April 16, 2009
Students come into college wanting to have fun and to meet new people. There is no better way to interact and find new friends than to join a fraternity. Fraternities come with a high cost though. Hazing is one of the biggest concerns on college campuses these days. Hazing in universities across the nation has become an increasingly dangerous ritual that is seemingly becoming more difficult to put an end to due to its development into an “underground” activity. The major cause of hazing are the students’ wanting to be accepted, and they will do just about anything to feel that they belong. Students want a sense of belonging in their new life as a college student, and they will go through many hazing activities just to be accepted by their peers. Though a regular activity in the seventies, hazing, a possible dangerous act of initiation to a group, has now become an activity that is banned in thirty-nine states (Allen, Madden).

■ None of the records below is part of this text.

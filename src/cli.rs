//! Interface de linha de comando do partchain baseada em clap.
//!
//! Define a struct [`Cli`] com subcomandos [`Command`] (demo, orders, batches)
//! e flags globais (--config, --log-level, --verbose).

use std::path::PathBuf;

use clap::{Parser, Subcommand, ValueEnum};
use uuid::Uuid;

/// partchain: resolução assíncrona de cadeias de peças em lotes.
#[derive(Debug, Parser)]
#[command(name = "partchain", version, about)]
pub struct Cli {
    #[command(subcommand)]
    pub command: Command,

    /// Caminho para o arquivo de configuração (padrão: ./partchain.toml).
    #[arg(long, global = true)]
    pub config: Option<PathBuf>,

    /// Nível de log; tem precedência sobre PARTCHAIN_LOG.
    #[arg(long, global = true, value_enum)]
    pub log_level: Option<LogLevel>,

    /// Habilita saída detalhada (verbose).
    #[arg(long, short, global = true, default_value_t = false)]
    pub verbose: bool,
}

/// Log level as exposed on the CLI.
#[derive(Debug, Copy, Clone, PartialEq, Eq, ValueEnum)]
pub enum LogLevel {
    Error,
    Warn,
    Info,
    Debug,
    Trace,
}

#[derive(Debug, Subcommand)]
pub enum Command {
    /// Executa uma batch order simulada contra o conector embutido.
    Demo {
        /// Quantidade de peças raiz na order.
        #[arg(long, default_value_t = 12)]
        parts: usize,

        /// Tamanho de cada batch (padrão: default_batch_size da configuração).
        #[arg(long)]
        batch_size: Option<usize>,

        /// Profundidade máxima de resolução de cada job.
        #[arg(long, default_value_t = 2)]
        depth: u32,

        /// Filhos por peça na árvore simulada.
        #[arg(long, default_value_t = 2)]
        fanout: usize,

        /// Latência simulada de cada negociação, em milissegundos.
        #[arg(long, default_value_t = 50)]
        latency_ms: u64,

        /// Índices (base 0) das peças raiz cuja negociação termina em TERMINATED.
        #[arg(long, value_delimiter = ',')]
        fail: Vec<usize>,

        /// Falha a order assim que uma batch falhar.
        #[arg(long, default_value_t = false)]
        fail_fast: bool,

        /// URL de callback, com placeholders {orderId}, {batchId}, {orderState}, {batchState}.
        #[arg(long)]
        callback_url: Option<String>,

        /// Mantém os snapshots só em memória.
        #[arg(long, default_value_t = false)]
        in_memory: bool,
    },

    /// Lista as batch orders salvas.
    Orders,

    /// Mostra as batches de uma order salva.
    Batches {
        /// Id da batch order.
        order_id: Uuid,
    },
}
//! Bulk submissions: batch orders split into sequentially processed batches.

pub mod model;
mod orchestrator;
pub mod planner;
pub mod store;

pub use model::{Batch, BatchOrder, BatchOrderParameter, FailurePolicy, JobProgress};
pub use orchestrator::BatchOrchestrator;
pub use planner::plan_batches;
pub use store::{BatchOrderStore, BatchStore, BlobPersistence, DirectoryBlobStore, InMemoryBlobStore};
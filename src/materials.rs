// ==============================================================================
// materials.rs — NAMED SURFACE MATERIALS + PAIRWISE CONTACT COEFFICIENTS
// ------------------------------------------------------------------------------
// rapier combines per-collider friction/restitution with a combine rule. The
// vehicle needs coefficients keyed on the *pair* of surfaces instead
// ("ground" vs "wheel" behaves differently from "ground" vs "default"), so:
// - every collider carries its MaterialId in `user_data`
// - colliders opt into ActiveHooks::MODIFY_SOLVER_CONTACTS
// - MaterialHooks::modify_solver_contacts rewrites the solver contacts with the
//   pair's friction/restitution (or the table defaults when no pair matches)
// ==============================================================================

use std::collections::HashMap;

use rapier3d::prelude::*;
use serde::{Deserialize, Serialize};

use crate::config::MaterialsConfig;
use crate::error::{SimError, SimResult};

#[derive(Debug, Clone, Copy, PartialEq, Eq, Hash, PartialOrd, Ord)]
pub struct MaterialId(pub u32);

impl MaterialId {
    pub fn to_user_data(self) -> u128 {
        self.0 as u128
    }

    pub fn from_user_data(data: u128) -> Self {
        MaterialId(data as u32)
    }
}

/// A named surface. Per-material coefficients are only used when no contact
/// pair is registered for the two surfaces touching.
#[derive(Debug, Clone, Serialize, Deserialize)]
pub struct Material {
    pub name: String,
    pub friction: Option<f32>,
    pub restitution: Option<f32>,
}

impl Material {
    pub fn new(name: &str, friction: Option<f32>, restitution: Option<f32>) -> Self {
        Self {
            name: name.to_string(),
            friction,
            restitution,
        }
    }
}

/// Contact coefficients between two named materials. Immutable once added to
/// a [`ContactMaterialTable`].
#[derive(Debug, Clone, PartialEq, Serialize, Deserialize)]
pub struct ContactMaterialPair {
    pub a: String,
    pub b: String,
    pub friction: f32,      // >= 0
    pub restitution: f32,   // 0..1
    pub stiffness: f32,     // contact equation stiffness, >= 0
}

impl ContactMaterialPair {
    pub fn validate(&self) -> SimResult<()> {
        let name = format!("{}/{}", self.a, self.b);
        if !(self.friction >= 0.0 && self.friction.is_finite()) {
            return Err(SimError::InvalidMaterial {
                name,
                reason: format!("friction must be >= 0 (got {})", self.friction),
            });
        }
        if !(0.0..=1.0).contains(&self.restitution) {
            return Err(SimError::InvalidMaterial {
                name,
                reason: format!("restitution must be in [0, 1] (got {})", self.restitution),
            });
        }
        if !(self.stiffness >= 0.0) {
            return Err(SimError::InvalidMaterial {
                name,
                reason: format!("stiffness must be >= 0 (got {})", self.stiffness),
            });
        }
        Ok(())
    }
}

/// Resolved coefficients for one contact.
#[derive(Debug, Clone, Copy, PartialEq)]
pub struct ContactParams {
    pub friction: f32,
    pub restitution: f32,
    pub stiffness: Option<f32>,
}

#[derive(Debug, Clone)]
pub struct ContactMaterialTable {
    materials: Vec<Material>,
    by_name: HashMap<String, MaterialId>,
    pairs: HashMap<(MaterialId, MaterialId), ContactParams>,
    default_friction: f32,
    default_restitution: f32,
}

#[inline]
fn pair_key(a: MaterialId, b: MaterialId) -> (MaterialId, MaterialId) {
    if a <= b { (a, b) } else { (b, a) }
}

impl ContactMaterialTable {
    pub fn new(default_friction: f32, default_restitution: f32) -> Self {
        Self {
            materials: Vec::new(),
            by_name: HashMap::new(),
            pairs: HashMap::new(),
            default_friction,
            default_restitution,
        }
    }

    pub fn from_config(
        config: &MaterialsConfig,
        default_friction: f32,
        default_restitution: f32,
    ) -> SimResult<Self> {
        let mut table = Self::new(default_friction, default_restitution);
        for material in &config.materials {
            table.add_material(material.clone());
        }
        for pair in &config.contacts {
            table.add_contact_pair(pair)?;
        }
        Ok(table)
    }

    /// Registers a material, returning the existing id if the name is taken.
    pub fn add_material(&mut self, material: Material) -> MaterialId {
        if let Some(&id) = self.by_name.get(&material.name) {
            return id;
        }
        let id = MaterialId(self.materials.len() as u32);
        self.by_name.insert(material.name.clone(), id);
        self.materials.push(material);
        id
    }

    pub fn id(&self, name: &str) -> SimResult<MaterialId> {
        self.by_name
            .get(name)
            .copied()
            .ok_or_else(|| SimError::InvalidMaterial {
                name: name.to_string(),
                reason: "material is not registered".into(),
            })
    }

    pub fn material(&self, id: MaterialId) -> Option<&Material> {
        self.materials.get(id.0 as usize)
    }

    pub fn add_contact_pair(&mut self, pair: &ContactMaterialPair) -> SimResult<()> {
        pair.validate()?;
        let a = self.id(&pair.a)?;
        let b = self.id(&pair.b)?;
        self.pairs.insert(
            pair_key(a, b),
            ContactParams {
                friction: pair.friction,
                restitution: pair.restitution,
                stiffness: Some(pair.stiffness),
            },
        );
        Ok(())
    }

    /// Coefficients for a touching pair: the registered pair wins, then the
    /// materials' own coefficients (averaged / max), then the table defaults.
    pub fn resolve(&self, a: MaterialId, b: MaterialId) -> ContactParams {
        if let Some(params) = self.pairs.get(&pair_key(a, b)) {
            return *params;
        }

        let ma = self.material(a);
        let mb = self.material(b);
        let friction = match (ma.and_then(|m| m.friction), mb.and_then(|m| m.friction)) {
            (Some(fa), Some(fb)) => (fa * fb).sqrt(),
            (Some(f), None) | (None, Some(f)) => f,
            (None, None) => self.default_friction,
        };
        let restitution = match (ma.and_then(|m| m.restitution), mb.and_then(|m| m.restitution)) {
            (Some(ra), Some(rb)) => ra.max(rb),
            (Some(r), None) | (None, Some(r)) => r,
            (None, None) => self.default_restitution,
        };

        ContactParams {
            friction,
            restitution,
            stiffness: None,
        }
    }

    pub fn pair_count(&self) -> usize {
        self.pairs.len()
    }
}

/// rapier hook that applies the table to every solver contact.
pub struct MaterialHooks {
    pub table: ContactMaterialTable,
}

impl PhysicsHooks for MaterialHooks {
    fn modify_solver_contacts(&self, context: &mut ContactModificationContext) {
        let a = MaterialId::from_user_data(context.colliders[context.collider1].user_data);
        let b = MaterialId::from_user_data(context.colliders[context.collider2].user_data);
        let params = self.table.resolve(a, b);

        for contact in context.solver_contacts.iter_mut() {
            contact.friction = params.friction;
            contact.restitution = params.restitution;
        }
    }
}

However, this ritual has not been stopped or become less severe. In fact it is becoming more dangerous. This is due to the fact that students who are being hazed will not go to an official and report what is going on inside the fraternities. Since it has been banned, with many colleges imposing their own penalties against those participating in it, many fraternities and sororities have pursued this activity in an underground fashion. Since these groups have gone underground, some victims of these rituals have been injured and subsequently died. This is due to the “hazers” not seeking medical treatment for the victims; for fear that they may be fined or charged by police or campus authorities (Allen, Madden). This creates a somewhat dictatorship where the “hazers” are able to get anything out of these kids all because they want to be accepted into a group.
Hazing humiliates, and degrades individuals. People have heard of hazing recently due to the deaths of...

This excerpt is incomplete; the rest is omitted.